> **Task goal**
Copy the entries exactly, through the "#[instrument(skip(self, shutdown))]" line.
Records START
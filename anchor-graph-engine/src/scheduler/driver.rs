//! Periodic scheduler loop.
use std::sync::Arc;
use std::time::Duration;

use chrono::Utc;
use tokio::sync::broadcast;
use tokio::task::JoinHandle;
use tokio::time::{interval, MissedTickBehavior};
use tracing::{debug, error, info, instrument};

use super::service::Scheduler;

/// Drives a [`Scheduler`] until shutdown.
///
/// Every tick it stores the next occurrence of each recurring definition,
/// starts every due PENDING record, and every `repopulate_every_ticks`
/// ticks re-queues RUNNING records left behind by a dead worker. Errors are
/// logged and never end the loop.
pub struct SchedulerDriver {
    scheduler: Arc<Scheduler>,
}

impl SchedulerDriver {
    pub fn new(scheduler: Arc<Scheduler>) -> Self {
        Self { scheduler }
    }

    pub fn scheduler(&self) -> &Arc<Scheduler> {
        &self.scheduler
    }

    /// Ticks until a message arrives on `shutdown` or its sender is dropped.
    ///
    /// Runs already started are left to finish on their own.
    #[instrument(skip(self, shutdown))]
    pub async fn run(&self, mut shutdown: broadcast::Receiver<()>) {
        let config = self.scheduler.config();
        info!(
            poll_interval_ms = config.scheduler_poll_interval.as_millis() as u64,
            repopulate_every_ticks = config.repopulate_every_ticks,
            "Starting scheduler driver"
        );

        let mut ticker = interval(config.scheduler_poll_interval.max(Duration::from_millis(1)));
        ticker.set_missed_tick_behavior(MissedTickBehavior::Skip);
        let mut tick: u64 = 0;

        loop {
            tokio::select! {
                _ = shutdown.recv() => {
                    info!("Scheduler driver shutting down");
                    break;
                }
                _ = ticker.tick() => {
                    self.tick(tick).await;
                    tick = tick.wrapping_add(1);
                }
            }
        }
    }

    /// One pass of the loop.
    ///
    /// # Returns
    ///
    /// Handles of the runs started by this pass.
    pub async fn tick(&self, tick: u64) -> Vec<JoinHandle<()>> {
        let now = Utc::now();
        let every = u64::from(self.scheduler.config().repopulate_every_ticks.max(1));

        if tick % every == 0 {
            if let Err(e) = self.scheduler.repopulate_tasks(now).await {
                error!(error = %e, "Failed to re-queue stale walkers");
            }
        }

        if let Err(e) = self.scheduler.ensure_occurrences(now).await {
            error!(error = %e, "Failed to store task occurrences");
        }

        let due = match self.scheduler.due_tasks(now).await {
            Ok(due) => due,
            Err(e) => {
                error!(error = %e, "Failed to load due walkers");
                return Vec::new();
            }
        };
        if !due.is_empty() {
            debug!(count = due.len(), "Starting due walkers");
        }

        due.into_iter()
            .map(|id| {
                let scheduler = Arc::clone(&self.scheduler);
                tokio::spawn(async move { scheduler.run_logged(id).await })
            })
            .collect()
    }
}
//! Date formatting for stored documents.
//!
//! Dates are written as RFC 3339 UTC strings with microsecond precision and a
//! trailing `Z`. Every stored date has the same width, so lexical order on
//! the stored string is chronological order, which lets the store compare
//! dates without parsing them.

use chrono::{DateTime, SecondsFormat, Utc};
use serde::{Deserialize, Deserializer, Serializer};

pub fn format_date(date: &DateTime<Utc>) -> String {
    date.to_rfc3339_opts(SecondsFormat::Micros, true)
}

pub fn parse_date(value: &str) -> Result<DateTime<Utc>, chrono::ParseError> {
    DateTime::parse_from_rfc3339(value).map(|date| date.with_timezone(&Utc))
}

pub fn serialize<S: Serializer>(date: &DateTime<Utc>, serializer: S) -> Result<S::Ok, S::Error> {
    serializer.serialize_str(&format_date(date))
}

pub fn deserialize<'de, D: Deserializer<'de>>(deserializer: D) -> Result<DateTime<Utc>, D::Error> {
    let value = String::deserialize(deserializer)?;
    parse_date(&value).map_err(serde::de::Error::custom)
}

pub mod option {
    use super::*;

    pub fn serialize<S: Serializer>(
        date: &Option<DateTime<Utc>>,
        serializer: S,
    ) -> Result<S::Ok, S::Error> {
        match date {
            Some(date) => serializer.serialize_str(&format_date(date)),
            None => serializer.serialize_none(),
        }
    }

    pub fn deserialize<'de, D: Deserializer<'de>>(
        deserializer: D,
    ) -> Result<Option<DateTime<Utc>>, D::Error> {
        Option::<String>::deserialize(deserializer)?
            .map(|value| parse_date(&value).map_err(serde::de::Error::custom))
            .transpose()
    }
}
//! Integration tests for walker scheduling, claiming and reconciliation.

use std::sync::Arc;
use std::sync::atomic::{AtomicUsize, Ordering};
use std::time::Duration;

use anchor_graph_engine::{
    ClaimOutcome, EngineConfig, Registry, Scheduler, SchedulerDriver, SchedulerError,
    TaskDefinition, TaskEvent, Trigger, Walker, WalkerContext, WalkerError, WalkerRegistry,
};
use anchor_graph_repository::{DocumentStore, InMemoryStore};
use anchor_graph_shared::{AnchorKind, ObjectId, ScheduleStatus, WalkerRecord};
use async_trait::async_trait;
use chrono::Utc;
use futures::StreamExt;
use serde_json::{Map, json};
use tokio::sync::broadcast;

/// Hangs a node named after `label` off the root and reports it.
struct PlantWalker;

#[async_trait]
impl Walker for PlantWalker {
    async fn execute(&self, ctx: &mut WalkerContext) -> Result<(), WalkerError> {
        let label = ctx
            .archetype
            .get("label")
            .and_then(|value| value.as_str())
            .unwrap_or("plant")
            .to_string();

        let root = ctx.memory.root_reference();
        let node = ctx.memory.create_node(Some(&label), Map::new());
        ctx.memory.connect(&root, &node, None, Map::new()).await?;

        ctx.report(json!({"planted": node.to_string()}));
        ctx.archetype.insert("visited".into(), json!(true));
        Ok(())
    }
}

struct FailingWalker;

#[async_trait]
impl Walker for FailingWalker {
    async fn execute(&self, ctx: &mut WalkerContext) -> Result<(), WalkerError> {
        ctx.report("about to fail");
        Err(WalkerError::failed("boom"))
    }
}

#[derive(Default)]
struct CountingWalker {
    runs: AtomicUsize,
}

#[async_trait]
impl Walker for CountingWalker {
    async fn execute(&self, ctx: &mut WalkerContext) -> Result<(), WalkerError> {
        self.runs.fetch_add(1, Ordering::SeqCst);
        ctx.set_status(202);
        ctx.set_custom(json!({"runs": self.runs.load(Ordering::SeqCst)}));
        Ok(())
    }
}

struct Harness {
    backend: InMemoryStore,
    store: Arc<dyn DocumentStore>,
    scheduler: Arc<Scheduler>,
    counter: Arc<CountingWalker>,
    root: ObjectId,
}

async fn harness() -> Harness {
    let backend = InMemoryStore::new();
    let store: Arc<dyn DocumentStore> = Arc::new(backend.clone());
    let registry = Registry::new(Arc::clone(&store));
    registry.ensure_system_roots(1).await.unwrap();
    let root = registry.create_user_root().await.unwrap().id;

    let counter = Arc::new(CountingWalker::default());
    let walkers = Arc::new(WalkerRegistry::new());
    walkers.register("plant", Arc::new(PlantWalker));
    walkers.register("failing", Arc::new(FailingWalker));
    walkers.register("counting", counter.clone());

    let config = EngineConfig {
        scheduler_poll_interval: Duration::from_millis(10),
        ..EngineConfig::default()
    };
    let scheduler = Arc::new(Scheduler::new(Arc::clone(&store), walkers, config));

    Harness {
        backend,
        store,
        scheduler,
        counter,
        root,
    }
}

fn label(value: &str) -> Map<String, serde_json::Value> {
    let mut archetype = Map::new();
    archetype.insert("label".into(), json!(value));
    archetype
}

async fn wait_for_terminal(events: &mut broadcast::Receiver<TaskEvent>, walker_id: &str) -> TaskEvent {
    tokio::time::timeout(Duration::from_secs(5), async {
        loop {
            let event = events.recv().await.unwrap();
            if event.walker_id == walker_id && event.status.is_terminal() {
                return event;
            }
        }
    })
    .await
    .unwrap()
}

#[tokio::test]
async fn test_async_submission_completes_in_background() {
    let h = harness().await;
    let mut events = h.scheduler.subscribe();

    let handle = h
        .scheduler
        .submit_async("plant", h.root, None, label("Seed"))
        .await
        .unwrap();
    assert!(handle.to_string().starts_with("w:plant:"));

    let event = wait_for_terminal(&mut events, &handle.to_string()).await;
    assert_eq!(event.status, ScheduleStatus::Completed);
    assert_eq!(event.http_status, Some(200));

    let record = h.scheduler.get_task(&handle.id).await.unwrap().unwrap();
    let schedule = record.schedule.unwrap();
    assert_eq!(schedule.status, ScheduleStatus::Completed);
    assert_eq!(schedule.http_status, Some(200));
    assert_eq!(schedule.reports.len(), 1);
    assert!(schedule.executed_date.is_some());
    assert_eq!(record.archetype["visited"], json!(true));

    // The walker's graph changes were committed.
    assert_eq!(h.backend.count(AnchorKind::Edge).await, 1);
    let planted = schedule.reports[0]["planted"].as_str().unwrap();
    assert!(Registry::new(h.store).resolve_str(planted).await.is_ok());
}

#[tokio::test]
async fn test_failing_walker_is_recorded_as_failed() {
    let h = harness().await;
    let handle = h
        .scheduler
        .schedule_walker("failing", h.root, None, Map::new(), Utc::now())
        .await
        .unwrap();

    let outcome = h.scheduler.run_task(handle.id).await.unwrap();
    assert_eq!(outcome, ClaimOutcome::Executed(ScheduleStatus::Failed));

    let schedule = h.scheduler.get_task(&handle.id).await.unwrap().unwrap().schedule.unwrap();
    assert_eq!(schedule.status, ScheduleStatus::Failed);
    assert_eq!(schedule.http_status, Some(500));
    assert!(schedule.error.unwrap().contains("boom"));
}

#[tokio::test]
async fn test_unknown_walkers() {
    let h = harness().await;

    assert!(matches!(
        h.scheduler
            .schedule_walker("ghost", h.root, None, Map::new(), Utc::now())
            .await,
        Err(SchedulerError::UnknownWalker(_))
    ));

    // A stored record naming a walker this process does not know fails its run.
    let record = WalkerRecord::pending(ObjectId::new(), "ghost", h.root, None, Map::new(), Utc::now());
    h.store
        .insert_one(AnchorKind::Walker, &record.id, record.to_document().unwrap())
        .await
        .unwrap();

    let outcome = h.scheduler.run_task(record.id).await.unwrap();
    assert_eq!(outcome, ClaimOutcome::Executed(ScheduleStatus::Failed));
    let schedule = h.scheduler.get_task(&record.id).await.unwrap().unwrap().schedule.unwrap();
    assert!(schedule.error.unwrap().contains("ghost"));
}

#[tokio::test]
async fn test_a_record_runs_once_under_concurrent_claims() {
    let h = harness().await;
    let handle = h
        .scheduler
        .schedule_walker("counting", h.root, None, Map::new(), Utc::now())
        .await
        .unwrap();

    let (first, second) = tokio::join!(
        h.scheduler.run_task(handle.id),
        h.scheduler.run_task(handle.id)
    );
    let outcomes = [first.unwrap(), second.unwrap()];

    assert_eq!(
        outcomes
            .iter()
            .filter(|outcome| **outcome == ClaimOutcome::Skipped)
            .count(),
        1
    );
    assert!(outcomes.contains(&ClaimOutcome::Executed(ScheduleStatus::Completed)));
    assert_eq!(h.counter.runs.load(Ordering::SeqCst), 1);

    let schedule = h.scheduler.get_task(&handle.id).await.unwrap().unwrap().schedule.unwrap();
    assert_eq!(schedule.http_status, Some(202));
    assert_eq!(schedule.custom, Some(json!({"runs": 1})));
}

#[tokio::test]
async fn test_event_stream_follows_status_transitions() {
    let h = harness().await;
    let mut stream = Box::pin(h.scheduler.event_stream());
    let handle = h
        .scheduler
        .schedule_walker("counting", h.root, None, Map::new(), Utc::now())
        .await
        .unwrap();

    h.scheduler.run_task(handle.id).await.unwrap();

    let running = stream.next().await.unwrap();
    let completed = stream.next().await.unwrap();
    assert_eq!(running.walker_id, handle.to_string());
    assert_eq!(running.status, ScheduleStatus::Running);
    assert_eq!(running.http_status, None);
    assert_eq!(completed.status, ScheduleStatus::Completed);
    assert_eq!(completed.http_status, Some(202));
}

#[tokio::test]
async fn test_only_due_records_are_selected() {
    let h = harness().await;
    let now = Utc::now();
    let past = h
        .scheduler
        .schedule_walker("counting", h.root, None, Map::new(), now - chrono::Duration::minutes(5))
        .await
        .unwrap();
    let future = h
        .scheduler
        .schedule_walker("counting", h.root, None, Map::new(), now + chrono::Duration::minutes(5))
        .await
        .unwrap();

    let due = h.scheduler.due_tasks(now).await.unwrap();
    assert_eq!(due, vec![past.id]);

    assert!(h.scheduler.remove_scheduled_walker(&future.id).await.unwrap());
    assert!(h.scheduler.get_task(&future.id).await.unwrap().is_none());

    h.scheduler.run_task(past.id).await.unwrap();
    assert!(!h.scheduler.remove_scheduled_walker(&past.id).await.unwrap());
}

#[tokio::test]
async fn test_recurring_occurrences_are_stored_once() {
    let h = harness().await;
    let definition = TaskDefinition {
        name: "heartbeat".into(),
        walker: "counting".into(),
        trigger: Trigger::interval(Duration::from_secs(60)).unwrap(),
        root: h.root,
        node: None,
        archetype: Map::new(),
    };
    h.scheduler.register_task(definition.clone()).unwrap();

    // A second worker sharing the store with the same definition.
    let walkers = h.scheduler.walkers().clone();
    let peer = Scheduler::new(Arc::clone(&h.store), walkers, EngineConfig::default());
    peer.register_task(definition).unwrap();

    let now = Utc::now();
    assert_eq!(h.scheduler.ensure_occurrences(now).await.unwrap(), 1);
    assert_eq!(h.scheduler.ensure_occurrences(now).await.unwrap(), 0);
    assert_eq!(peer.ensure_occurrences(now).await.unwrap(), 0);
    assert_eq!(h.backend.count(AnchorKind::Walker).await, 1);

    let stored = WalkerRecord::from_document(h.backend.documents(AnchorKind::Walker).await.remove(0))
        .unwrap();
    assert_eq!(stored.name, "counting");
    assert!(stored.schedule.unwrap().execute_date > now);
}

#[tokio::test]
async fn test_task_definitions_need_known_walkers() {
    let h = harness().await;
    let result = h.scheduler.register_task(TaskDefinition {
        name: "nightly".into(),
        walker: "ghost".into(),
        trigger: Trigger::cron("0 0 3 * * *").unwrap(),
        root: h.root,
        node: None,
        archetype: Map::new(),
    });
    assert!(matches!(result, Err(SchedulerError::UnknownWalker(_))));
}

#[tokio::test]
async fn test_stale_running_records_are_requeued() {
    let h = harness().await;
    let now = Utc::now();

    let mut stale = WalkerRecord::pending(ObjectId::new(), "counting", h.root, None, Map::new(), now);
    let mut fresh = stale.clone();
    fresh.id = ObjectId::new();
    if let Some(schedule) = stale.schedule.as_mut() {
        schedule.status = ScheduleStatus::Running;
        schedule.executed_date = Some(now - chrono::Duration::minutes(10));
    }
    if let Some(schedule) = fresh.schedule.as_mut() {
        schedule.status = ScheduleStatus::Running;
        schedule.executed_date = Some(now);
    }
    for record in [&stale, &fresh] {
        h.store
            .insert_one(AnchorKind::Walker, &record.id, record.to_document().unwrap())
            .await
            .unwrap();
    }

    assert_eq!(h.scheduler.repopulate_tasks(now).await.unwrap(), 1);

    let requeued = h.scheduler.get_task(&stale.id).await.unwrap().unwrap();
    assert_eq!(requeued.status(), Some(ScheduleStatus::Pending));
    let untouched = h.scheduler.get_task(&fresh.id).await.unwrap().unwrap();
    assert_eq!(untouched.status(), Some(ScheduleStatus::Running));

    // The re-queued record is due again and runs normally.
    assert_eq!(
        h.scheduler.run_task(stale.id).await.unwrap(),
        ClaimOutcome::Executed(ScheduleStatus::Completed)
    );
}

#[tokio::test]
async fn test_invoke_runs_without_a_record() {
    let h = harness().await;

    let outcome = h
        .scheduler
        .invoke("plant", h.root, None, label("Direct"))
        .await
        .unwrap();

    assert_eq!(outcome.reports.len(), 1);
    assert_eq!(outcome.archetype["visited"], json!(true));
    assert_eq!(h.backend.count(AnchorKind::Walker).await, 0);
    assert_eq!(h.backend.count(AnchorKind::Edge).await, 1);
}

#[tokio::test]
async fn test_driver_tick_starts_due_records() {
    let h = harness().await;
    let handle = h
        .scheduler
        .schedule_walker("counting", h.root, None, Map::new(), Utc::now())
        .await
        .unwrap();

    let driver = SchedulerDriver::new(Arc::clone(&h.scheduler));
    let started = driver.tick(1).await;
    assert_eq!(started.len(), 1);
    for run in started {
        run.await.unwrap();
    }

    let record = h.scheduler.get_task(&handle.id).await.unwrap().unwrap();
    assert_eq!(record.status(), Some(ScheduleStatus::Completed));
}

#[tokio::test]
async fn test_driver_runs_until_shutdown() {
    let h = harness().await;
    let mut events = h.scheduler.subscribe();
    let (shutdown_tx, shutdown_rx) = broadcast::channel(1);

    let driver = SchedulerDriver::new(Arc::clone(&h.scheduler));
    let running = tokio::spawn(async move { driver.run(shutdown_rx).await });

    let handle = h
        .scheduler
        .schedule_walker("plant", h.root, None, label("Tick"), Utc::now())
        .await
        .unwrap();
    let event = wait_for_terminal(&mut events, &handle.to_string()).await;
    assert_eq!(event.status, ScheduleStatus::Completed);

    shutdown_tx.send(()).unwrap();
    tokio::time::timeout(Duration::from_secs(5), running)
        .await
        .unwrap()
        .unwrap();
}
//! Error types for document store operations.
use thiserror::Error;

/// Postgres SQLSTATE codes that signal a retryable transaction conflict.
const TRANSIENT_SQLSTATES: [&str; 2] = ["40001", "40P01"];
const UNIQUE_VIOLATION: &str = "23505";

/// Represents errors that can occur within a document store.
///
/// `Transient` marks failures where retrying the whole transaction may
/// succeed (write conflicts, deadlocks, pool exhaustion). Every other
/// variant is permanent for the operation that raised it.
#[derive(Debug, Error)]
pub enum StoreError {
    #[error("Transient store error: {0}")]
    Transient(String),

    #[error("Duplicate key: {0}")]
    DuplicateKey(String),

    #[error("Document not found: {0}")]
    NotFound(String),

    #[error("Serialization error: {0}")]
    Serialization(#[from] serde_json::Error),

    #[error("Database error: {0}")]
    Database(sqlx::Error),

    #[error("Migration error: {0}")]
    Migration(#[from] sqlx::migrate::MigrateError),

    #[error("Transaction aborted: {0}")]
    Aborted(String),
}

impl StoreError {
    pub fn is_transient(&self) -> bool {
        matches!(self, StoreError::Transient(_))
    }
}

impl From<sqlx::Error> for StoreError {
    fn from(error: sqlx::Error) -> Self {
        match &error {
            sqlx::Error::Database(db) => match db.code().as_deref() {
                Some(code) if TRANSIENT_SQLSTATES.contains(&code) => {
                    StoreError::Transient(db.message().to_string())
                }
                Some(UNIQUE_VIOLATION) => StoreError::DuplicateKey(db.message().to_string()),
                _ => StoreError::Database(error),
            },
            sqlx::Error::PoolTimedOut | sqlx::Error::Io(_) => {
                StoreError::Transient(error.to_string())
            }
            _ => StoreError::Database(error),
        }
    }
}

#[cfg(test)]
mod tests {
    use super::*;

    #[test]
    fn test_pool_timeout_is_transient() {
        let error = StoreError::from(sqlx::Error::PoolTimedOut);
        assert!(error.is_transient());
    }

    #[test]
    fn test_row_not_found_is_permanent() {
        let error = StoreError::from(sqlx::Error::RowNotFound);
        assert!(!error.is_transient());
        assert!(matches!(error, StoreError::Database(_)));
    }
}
Records END
> **Solution to this problem**
filename anchor-graph-engine/src/scheduler/driver.rs
//! Periodic scheduler loop.
use std::sync::Arc;
use std::time::Duration;

use chrono::Utc;
use tokio::sync::broadcast;
use tokio::task::JoinHandle;
use tokio::time::{interval, MissedTickBehavior};
use tracing::{debug, error, info, instrument};

use super::service::Scheduler;

/// Drives a [`Scheduler`] until shutdown.
///
/// Every tick it stores the next occurrence of each recurring definition,
/// starts every due PENDING record, and every `repopulate_every_ticks`
/// ticks re-queues RUNNING records left behind by a dead worker. Errors are
/// logged and never end the loop.
pub struct SchedulerDriver {
    scheduler: Arc<Scheduler>,
}

impl SchedulerDriver {
    pub fn new(scheduler: Arc<Scheduler>) -> Self {
        Self { scheduler }
    }

    pub fn scheduler(&self) -> &Arc<Scheduler> {
        &self.scheduler
    }

    /// Ticks until a message arrives on `shutdown` or its sender is dropped.
    ///
    /// Runs already started are left to finish on their own.
    #[instrument(skip(self, shutdown))]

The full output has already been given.